Supplied material »
————————
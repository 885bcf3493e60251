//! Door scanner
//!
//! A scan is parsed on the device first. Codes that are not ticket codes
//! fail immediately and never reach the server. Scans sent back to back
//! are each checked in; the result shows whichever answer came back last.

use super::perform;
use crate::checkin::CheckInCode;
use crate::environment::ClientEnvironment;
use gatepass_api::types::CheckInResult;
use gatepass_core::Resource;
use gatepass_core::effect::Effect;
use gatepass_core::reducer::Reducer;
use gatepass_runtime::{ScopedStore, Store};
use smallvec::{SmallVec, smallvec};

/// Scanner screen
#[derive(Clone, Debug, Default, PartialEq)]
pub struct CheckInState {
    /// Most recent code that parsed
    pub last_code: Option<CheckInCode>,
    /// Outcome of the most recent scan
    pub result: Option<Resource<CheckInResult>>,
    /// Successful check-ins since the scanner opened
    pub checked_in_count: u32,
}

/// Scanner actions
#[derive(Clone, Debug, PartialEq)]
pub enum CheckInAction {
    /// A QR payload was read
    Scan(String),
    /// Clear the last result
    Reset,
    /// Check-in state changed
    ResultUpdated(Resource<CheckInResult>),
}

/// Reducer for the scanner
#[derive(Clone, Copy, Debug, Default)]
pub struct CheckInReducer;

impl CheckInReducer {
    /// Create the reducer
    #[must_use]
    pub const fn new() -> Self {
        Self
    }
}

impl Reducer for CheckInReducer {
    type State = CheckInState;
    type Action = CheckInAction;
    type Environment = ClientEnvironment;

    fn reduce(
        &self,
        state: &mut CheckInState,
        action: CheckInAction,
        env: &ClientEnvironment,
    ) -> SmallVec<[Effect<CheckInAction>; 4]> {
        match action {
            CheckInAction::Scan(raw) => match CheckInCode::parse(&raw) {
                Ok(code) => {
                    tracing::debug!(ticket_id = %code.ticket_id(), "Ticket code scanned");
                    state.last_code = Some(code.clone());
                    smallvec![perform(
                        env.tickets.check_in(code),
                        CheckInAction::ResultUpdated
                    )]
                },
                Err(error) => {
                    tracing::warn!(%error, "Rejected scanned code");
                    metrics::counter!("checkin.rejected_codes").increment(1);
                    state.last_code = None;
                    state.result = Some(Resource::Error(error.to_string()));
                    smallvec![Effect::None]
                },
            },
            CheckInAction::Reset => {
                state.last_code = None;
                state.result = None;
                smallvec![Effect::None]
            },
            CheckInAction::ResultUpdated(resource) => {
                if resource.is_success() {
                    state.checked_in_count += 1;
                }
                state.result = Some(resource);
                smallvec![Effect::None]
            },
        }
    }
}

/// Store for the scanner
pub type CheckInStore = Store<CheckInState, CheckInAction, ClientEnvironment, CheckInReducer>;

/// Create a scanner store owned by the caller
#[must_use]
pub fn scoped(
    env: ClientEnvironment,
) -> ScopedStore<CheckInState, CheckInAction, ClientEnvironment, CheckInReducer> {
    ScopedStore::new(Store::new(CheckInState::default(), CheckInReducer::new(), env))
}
————————
Task brief »
Every record must be transcribed exactly, with no line skipped.

Solution »
repository 885bcf3493e60251
//! Door scanner
//!
//! A scan is parsed on the device first. Codes that are not ticket codes
//! fail immediately and never reach the server. Scans sent back to back
//! are each checked in; the result shows whichever answer came back last.

use super::perform;
use crate::checkin::CheckInCode;
use crate::environment::ClientEnvironment;
use gatepass_api::types::CheckInResult;
use gatepass_core::Resource;
use gatepass_core::effect::Effect;
use gatepass_core::reducer::Reducer;
use gatepass_runtime::{ScopedStore, Store};
use smallvec::{SmallVec, smallvec};

/// Scanner screen
#[derive(Clone, Debug, Default, PartialEq)]
pub struct CheckInState {
    /// Most recent code that parsed
    pub last_code: Option<CheckInCode>,
    /// Outcome of the most recent scan
    pub result: Option<Resource<CheckInResult>>,
    /// Successful check-ins since the scanner opened
    pub checked_in_count: u32,
}

/// Scanner actions
#[derive(Clone, Debug, PartialEq)]
pub enum CheckInAction {
    /// A QR payload was read
    Scan(String),
    /// Clear the last result
    Reset,
    /// Check-in state changed
    ResultUpdated(Resource<CheckInResult>),
}

/// Reducer for the scanner
#[derive(Clone, Copy, Debug, Default)]
pub struct CheckInReducer;

impl CheckInReducer {
    /// Create the reducer
    #[must_use]
    pub const fn new() -> Self {
        Self
    }
}

impl Reducer for CheckInReducer {
    type State = CheckInState;
    type Action = CheckInAction;
    type Environment = ClientEnvironment;

    fn reduce(
        &self,
        state: &mut CheckInState,
        action: CheckInAction,
        env: &ClientEnvironment,
    ) -> SmallVec<[Effect<CheckInAction>; 4]> {
        match action {
            CheckInAction::Scan(raw) => match CheckInCode::parse(&raw) {
                Ok(code) => {
                    tracing::debug!(ticket_id = %code.ticket_id(), "Ticket code scanned");
                    state.last_code = Some(code.clone());
                    smallvec![perform(
                        env.tickets.check_in(code),
                        CheckInAction::ResultUpdated
                    )]
                },
                Err(error) => {
                    tracing::warn!(%error, "Rejected scanned code");
                    metrics::counter!("checkin.rejected_codes").increment(1);
                    state.last_code = None;
                    state.result = Some(Resource::Error(error.to_string()));
                    smallvec![Effect::None]
                },
            },
            CheckInAction::Reset => {
                state.last_code = None;
                state.result = None;
                smallvec![Effect::None]
            },
            CheckInAction::ResultUpdated(resource) => {
                if resource.is_success() {
                    state.checked_in_count += 1;
                }
                state.result = Some(resource);
                smallvec![Effect::None]
            },
        }
    }
}

/// Store for the scanner
pub type CheckInStore = Store<CheckInState, CheckInAction, ClientEnvironment, CheckInReducer>;

/// Create a scanner store owned by the caller
#[must_use]
pub fn scoped(
    env: ClientEnvironment,
) -> ScopedStore<CheckInState, CheckInAction, ClientEnvironment, CheckInReducer> {
    ScopedStore::new(Store::new(CheckInState::default(), CheckInReducer::new(), env))
}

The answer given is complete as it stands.